===== Extracted material

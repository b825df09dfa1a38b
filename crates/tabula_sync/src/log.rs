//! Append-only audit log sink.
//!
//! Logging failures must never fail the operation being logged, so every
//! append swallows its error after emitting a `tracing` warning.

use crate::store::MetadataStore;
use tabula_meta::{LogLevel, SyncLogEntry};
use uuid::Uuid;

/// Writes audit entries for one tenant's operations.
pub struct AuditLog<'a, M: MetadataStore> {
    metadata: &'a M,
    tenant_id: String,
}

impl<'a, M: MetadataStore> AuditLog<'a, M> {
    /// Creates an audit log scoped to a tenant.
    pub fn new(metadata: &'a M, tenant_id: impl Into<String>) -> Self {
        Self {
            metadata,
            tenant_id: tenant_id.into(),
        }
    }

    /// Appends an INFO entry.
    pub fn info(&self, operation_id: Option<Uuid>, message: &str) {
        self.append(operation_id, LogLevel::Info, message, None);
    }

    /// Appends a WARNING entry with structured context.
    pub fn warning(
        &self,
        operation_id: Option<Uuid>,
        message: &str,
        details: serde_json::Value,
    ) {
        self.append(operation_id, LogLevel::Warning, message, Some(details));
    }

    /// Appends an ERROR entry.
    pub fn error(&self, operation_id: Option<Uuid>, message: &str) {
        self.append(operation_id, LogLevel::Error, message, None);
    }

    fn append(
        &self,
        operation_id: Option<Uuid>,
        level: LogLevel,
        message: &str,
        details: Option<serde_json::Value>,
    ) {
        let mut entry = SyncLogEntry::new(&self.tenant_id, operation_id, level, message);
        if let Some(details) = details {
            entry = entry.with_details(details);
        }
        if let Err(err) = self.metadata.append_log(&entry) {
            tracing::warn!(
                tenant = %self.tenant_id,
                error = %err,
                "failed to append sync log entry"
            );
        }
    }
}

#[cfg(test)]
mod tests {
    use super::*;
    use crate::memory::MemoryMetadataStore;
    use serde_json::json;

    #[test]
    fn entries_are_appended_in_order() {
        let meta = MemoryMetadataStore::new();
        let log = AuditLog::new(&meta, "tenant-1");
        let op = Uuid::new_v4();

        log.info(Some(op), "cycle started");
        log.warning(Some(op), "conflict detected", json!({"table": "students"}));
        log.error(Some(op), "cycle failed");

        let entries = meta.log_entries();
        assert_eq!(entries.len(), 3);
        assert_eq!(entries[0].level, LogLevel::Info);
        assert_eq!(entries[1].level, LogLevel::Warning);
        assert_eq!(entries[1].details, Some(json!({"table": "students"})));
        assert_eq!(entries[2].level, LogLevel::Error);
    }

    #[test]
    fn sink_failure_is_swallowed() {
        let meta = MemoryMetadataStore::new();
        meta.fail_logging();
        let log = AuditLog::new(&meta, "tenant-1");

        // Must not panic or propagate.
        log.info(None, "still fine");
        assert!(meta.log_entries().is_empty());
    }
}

==========
===== Extracted material

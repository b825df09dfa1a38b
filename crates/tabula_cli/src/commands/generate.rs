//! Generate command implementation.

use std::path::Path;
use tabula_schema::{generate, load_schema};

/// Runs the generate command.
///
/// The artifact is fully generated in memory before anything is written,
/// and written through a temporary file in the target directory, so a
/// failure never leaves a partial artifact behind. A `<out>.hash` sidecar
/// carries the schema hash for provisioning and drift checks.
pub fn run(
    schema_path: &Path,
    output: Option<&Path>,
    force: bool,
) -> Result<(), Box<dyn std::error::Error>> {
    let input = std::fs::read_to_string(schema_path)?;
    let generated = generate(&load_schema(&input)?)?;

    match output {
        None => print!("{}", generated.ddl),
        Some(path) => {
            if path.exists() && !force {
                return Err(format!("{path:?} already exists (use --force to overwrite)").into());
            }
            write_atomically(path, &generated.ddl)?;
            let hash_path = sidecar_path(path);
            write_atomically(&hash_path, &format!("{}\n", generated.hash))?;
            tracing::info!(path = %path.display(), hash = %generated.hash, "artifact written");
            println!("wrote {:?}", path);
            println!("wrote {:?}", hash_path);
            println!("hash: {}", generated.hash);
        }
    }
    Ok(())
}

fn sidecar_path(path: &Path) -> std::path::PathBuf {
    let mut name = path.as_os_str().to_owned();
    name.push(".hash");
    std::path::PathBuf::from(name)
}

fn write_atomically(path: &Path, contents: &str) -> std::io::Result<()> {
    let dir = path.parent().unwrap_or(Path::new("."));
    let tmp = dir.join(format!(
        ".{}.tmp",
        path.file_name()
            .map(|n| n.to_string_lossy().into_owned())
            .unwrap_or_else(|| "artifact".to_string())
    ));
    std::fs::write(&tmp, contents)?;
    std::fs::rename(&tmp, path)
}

==========

Exercise aim. Where in the entries above does the word "contents" appear? Copy each line that has it.

Written reply.
fn write_atomically(path: &Path, contents: &str) -> std::io::Result<()> {
    std::fs::write(&tmp, contents)?;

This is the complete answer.